Adapt to ‘megatrends’ for economic recovery

A new report released by the Australian Trade and Investment Commission (Austrade) and Australia’s national science agency, CSIRO, reveals Australia will need to make scientific and technological leaps and harness its competitive advantages to speed its economic recovery in a post-COVID-19 world.

Global Trade and Investment Megatrends, co-authored by CSIRO’s data and digital specialist arm, Data61, and Austrade, uses strategic foresight to identify five megatrends that are reshaping global trade and investment over the coming months and years, and offers nine strategic actions for governments and industry to position the nation for success.

Austrade acting Deputy CEO, Global Client Services, Sally-Ann Watts, said the world would not return to the way it was before the pandemic.

“A global pandemic has fundamentally changed our world, hastening the global shift to digital services delivery, disrupting supply chains and posing serious challenges for Australia’s tourism and education sectors,” Watts said.

“The global trade and investment landscape will not revert to a pre-COVID world. This report provides evidence-based opportunities for succeeding in this new world.”

The report estimates that a decade’s worth of digital transformation occurred within the space of a few months and that the digital technology sector is expanding worldwide.

This presents an opportunity to further develop Australia’s data-science capability applied to trade strategies and investment attraction.

Director of CSIRO’s Data61, Jon Whittle, said the momentum of rapid digital transformation through the pandemic must be maintained.

“Data science and technology will be crucial to drive our economic recovery and build our future resilience,” Whittle said.

“Digital technologies, such as artificial intelligence, robotics and data science can help us create new sources of wealth generation for the nation, and shift the dial for Australia on an international level.”

According to the report, the pandemic resulted in global trade and investment contracting sharply, with foreign direct investment forecast to shrink by 40 per cent, against a backdrop of -4.4 per cent economic growth for the current year.

There are signs of recovery, however the report identifies that the new trade and investment landscape that emerges will have long-term structural shifts.

These shifts provide Australia with the opportunity to grow digitally enabled exports, and to use digital technologies to grow all other export categories, according to the report.

“Overall, this megatrend paints a picture of rapid, widespread, and deep digital transformation fuelled by the necessity of remote working, learning, shopping, healthcare, communication, entertainment, and other activities,” the report said.

“There will also be opportunities for Australian companies to acquire domestic and globally produced digital technologies to improve the efficiency of their operations.”

The report also notes that while Australia, like other nations, was dealing with significant disruption to key industries such as tourism and education, it was also likely to benefit from the “safe-haven effect”.

“While the global trade and investment marketplace will become more competitive, Australia has significant sources of comparative advantage. There’s likely to be a flight from risky to safe assets and supply chains and … we have maintained reliable supply chains and a stable economy throughout the crisis.”
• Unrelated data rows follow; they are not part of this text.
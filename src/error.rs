//! Error types for forge-harvest
//!
//! A single crate-wide [`Error`] enum with conversions from the underlying
//! transport, serialization and I/O errors. The fetch engine does not use a
//! blanket "is retryable" classification: its retry taxonomy is positional
//! (whether an HTTP response was received at all), so that decision lives in
//! [`crate::fetcher`] rather than here.

use thiserror::Error;

/// Result type alias for forge-harvest operations
pub type Result<T> = std::result::Result<T, Error>;

/// Main error type for forge-harvest
#[derive(Debug, Error)]
pub enum Error {
    /// Configuration error with context about which setting is invalid
    #[error("configuration error: {message}")]
    Config {
        /// Human-readable error message describing the configuration issue
        message: String,
        /// The configuration key that caused the error (e.g., "date_range")
        key: Option<String>,
    },

    /// Network error (no HTTP response was received)
    #[error("network error: {0}")]
    Network(#[from] reqwest::Error),

    /// Serialization error
    #[error("serialization error: {0}")]
    Serialization(#[from] serde_json::Error),

    /// I/O error
    #[error("I/O error: {0}")]
    Io(#[from] std::io::Error),

    /// Malformed date range expression
    #[error("invalid date range: {0}")]
    InvalidDateRange(String),

    /// Repository cache failure (git missing, clone failed, ...)
    #[error("repo cache error: {0}")]
    RepoCache(String),

    /// Output path escapes the store root
    #[error("unsafe output path: {0}")]
    UnsafePath(String),

    /// Other error
    #[error("{0}")]
    Other(String),
}
//! Generic rate-limited fetch engine
//!
//! A [`Fetcher`] is an ordered queue of [`Task`]s plus an execution loop
//! that serializes requests: at most one request is ever in flight per
//! instance. What a task *is* — JSON API call or bulk download — is decided
//! by the [`FetchPolicy`] the loop is spawned with; the policy also decides
//! how long to pause before the next dequeue.
//!
//! Backpressure is an admission predicate consulted before every dequeue.
//! The predicate typically reads a downstream sibling's
//! [`stats`](Fetcher::stats); while it returns false the loop re-checks on a
//! fixed deferral interval rather than blocking, because the condition
//! depends on another fetcher's progress.
//!
//! Completions are delivered over an mpsc channel as plain values carrying
//! the task's continuation, rather than through dynamically dispatched
//! listeners.

mod api;
mod resource;

pub use api::ApiPolicy;
pub use resource::ResourcePolicy;

use async_trait::async_trait;
use reqwest::StatusCode;
use reqwest::header::HeaderMap;
use std::collections::VecDeque;
use std::sync::atomic::{AtomicUsize, Ordering};
use std::sync::{Arc, Mutex, RwLock};
use std::time::Duration;
use tokio::sync::{Notify, mpsc};
use tokio::task::JoinHandle;
use tokio_util::sync::CancellationToken;

use crate::config::FetchConfig;
use crate::types::{QueueStats, RequestDescriptor, Task};

/// Successful outcome of one request attempt
#[derive(Debug)]
pub struct FetchSuccess {
    /// Response body bytes
    pub body: Vec<u8>,
    /// Response headers (rate-limit and pagination data live here)
    pub headers: HeaderMap,
}

/// Failed outcome of one request attempt
///
/// The distinction matters for backoff: a transport failure suggests the
/// whole network path is down, while an HTTP error response may carry
/// rate-limit headers describing how long to wait.
#[derive(Debug)]
pub enum FetchFailure {
    /// No HTTP response was received (DNS, connection refused, timeout)
    Transport(reqwest::Error),
    /// A non-2xx response was received
    Http {
        /// Response status
        status: StatusCode,
        /// Requested URL
        url: String,
        /// Response headers, for rate-limit-aware backoff
        headers: HeaderMap,
    },
}

impl std::fmt::Display for FetchFailure {
    fn fmt(&self, f: &mut std::fmt::Formatter<'_>) -> std::fmt::Result {
        match self {
            Self::Transport(e) => write!(f, "transport failure: {e}"),
            Self::Http { status, url, .. } => write!(f, "HTTP {status} from {url}"),
        }
    }
}

/// Request execution and pacing strategy for one fetcher instance
#[async_trait]
pub trait FetchPolicy: Send + Sync + 'static {
    /// Perform one request attempt
    async fn execute(&self, request: &RequestDescriptor) -> Result<FetchSuccess, FetchFailure>;

    /// Pause before the next dequeue after a success
    fn success_delay(&self, headers: &HeaderMap) -> Duration;

    /// Pause before the next dequeue after a failure
    fn failure_delay(&self, failure: &FetchFailure) -> Duration;
}

/// A completed request, delivered to the owning stage's handler
#[derive(Debug)]
pub struct Completion<C> {
    /// Response body bytes
    pub body: Vec<u8>,
    /// Response headers
    pub headers: HeaderMap,
    /// The continuation attached at enqueue time, unchanged
    pub continuation: C,
}

type AdmissionPredicate = Arc<dyn Fn() -> bool + Send + Sync>;

struct Shared<C> {
    name: String,
    queue: Mutex<VecDeque<Task<C>>>,
    in_flight: AtomicUsize,
    finished: AtomicUsize,
    errored: AtomicUsize,
    admission: RwLock<AdmissionPredicate>,
    wakeup: Notify,
}

/// Handle to one fetcher instance
///
/// Cheap to clone; all clones share the same queue and counters. The
/// execution loop itself is started with [`spawn`](Fetcher::spawn).
pub struct Fetcher<C> {
    shared: Arc<Shared<C>>,
}

impl<C> Clone for Fetcher<C> {
    fn clone(&self) -> Self {
        Self {
            shared: Arc::clone(&self.shared),
        }
    }
}

impl<C: Send + 'static> Fetcher<C> {
    /// Create an idle fetcher with an always-admit policy
    pub fn new(name: impl Into<String>) -> Self {
        Self {
            shared: Arc::new(Shared {
                name: name.into(),
                queue: Mutex::new(VecDeque::new()),
                in_flight: AtomicUsize::new(0),
                finished: AtomicUsize::new(0),
                errored: AtomicUsize::new(0),
                admission: RwLock::new(Arc::new(|| true)),
                wakeup: Notify::new(),
            }),
        }
    }

    /// Append a fresh task to the queue and wake the loop if it is idle
    pub fn enqueue(&self, request: RequestDescriptor, continuation: C) {
        self.enqueue_with_trial(request, continuation, 0);
    }

    fn enqueue_with_trial(&self, request: RequestDescriptor, continuation: C, trial: u32) {
        {
            let mut queue = self.shared.queue.lock().unwrap_or_else(|e| e.into_inner());
            queue.push_back(Task {
                trial,
                request,
                continuation,
            });
        }
        self.shared.wakeup.notify_one();
    }

    /// Install the admission predicate consulted before every dequeue
    ///
    /// Used to implement cross-stage backpressure: the predicate usually
    /// reads a downstream fetcher's pending count.
    pub fn set_admission<F>(&self, predicate: F)
    where
        F: Fn() -> bool + Send + Sync + 'static,
    {
        let mut slot = self
            .shared
            .admission
            .write()
            .unwrap_or_else(|e| e.into_inner());
        *slot = Arc::new(predicate);
    }

    /// Snapshot of the queue counters
    ///
    /// `pending` counts queued tasks plus the in-flight request, so sibling
    /// fetchers can use this directly in admission predicates.
    pub fn stats(&self) -> QueueStats {
        let queued = self
            .shared
            .queue
            .lock()
            .unwrap_or_else(|e| e.into_inner())
            .len();
        QueueStats {
            pending: queued + self.shared.in_flight.load(Ordering::SeqCst),
            finished: self.shared.finished.load(Ordering::SeqCst),
            errored: self.shared.errored.load(Ordering::SeqCst),
        }
    }

    fn admitted(&self) -> bool {
        let predicate = {
            let slot = self
                .shared
                .admission
                .read()
                .unwrap_or_else(|e| e.into_inner());
            Arc::clone(&*slot)
        };
        predicate()
    }

    fn pop(&self) -> Option<Task<C>> {
        self.shared
            .queue
            .lock()
            .unwrap_or_else(|e| e.into_inner())
            .pop_front()
    }

    /// Start the execution loop for this instance
    ///
    /// The loop runs until `cancel` fires or the completion receiver is
    /// dropped. Retry semantics: every failed attempt — transport or HTTP —
    /// re-enqueues the task at the tail with its trial count incremented; a
    /// task that has already used `max_retries` additional attempts is
    /// dropped and logged with its full request context. Moving retries to
    /// the tail keeps a persistently failing task from blocking healthy
    /// tasks behind it.
    pub fn spawn<P: FetchPolicy>(
        &self,
        policy: P,
        completions: mpsc::Sender<Completion<C>>,
        config: FetchConfig,
        cancel: CancellationToken,
    ) -> JoinHandle<()> {
        let fetcher = self.clone();
        tokio::spawn(async move {
            fetcher.run(policy, completions, config, cancel).await;
        })
    }

    async fn run<P: FetchPolicy>(
        self,
        policy: P,
        completions: mpsc::Sender<Completion<C>>,
        config: FetchConfig,
        cancel: CancellationToken,
    ) {
        let name = self.shared.name.clone();
        tracing::debug!(fetcher = %name, "fetcher loop started");

        loop {
            // Wait for work, re-checking admission on the deferral interval
            let task = loop {
                if cancel.is_cancelled() {
                    tracing::debug!(fetcher = %name, "fetcher loop cancelled");
                    return;
                }

                let empty = self
                    .shared
                    .queue
                    .lock()
                    .unwrap_or_else(|e| e.into_inner())
                    .is_empty();
                if empty {
                    tokio::select! {
                        _ = self.shared.wakeup.notified() => {}
                        _ = cancel.cancelled() => return,
                    }
                    continue;
                }

                if !self.admitted() {
                    tracing::debug!(fetcher = %name, "deferring next request");
                    tokio::select! {
                        _ = tokio::time::sleep(config.deferral_interval) => {}
                        _ = cancel.cancelled() => return,
                    }
                    continue;
                }

                match self.pop() {
                    Some(task) => break task,
                    None => continue,
                }
            };

            tracing::debug!(fetcher = %name, url = %task.request.url, trial = task.trial, "making request");
            self.shared.in_flight.store(1, Ordering::SeqCst);
            let outcome = policy.execute(&task.request).await;
            self.shared.in_flight.store(0, Ordering::SeqCst);

            let delay = match outcome {
                Ok(success) => {
                    self.shared.finished.fetch_add(1, Ordering::SeqCst);
                    tracing::debug!(fetcher = %name, url = %task.request.url, "request succeeded");
                    let delay = policy.success_delay(&success.headers);
                    let completion = Completion {
                        body: success.body,
                        headers: success.headers,
                        continuation: task.continuation,
                    };
                    if completions.send(completion).await.is_err() {
                        tracing::debug!(fetcher = %name, "completion channel closed, stopping");
                        return;
                    }
                    delay
                }
                Err(failure) => {
                    self.shared.errored.fetch_add(1, Ordering::SeqCst);
                    tracing::warn!(
                        fetcher = %name,
                        url = %task.request.url,
                        trial = task.trial,
                        error = %failure,
                        "request failed"
                    );
                    if task.trial >= config.max_retries {
                        tracing::warn!(
                            fetcher = %name,
                            url = %task.request.url,
                            query = ?task.request.query,
                            trials = task.trial + 1,
                            "retry count exceeded, abandoning task"
                        );
                    } else {
                        self.enqueue_with_trial(
                            task.request,
                            task.continuation,
                            task.trial + 1,
                        );
                    }
                    policy.failure_delay(&failure)
                }
            };

            tokio::select! {
                _ = tokio::time::sleep(delay) => {}
                _ = cancel.cancelled() => return,
            }
        }
    }
}

#[cfg(test)]
mod tests;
Following extensive consultations with businesses, industry, the academic community and government agencies, the report highlights multiple opportunities to capitalise on these global shifts:

  • Using AI, machine learning and data science to sharpen Australia’s trade and investment attraction strategy;
  • boosting digitally enabled service exports such as education;
  • expanding and investing in Australia’s R&D capability, including attracting top scientific talent;
  • capitalising on Australia’s reputation as a safe destination for tourism and business;
  • building a pandemic-proof education sector;
  • boosting Australia’s Critical Minerals exports;
  • expanding our food, agricultural and agri-tech exports;
  • developing an export-earning disaster-resilience technology industry; and
  • developing trade and investment foresight capability, including risk analyses and scenario planning.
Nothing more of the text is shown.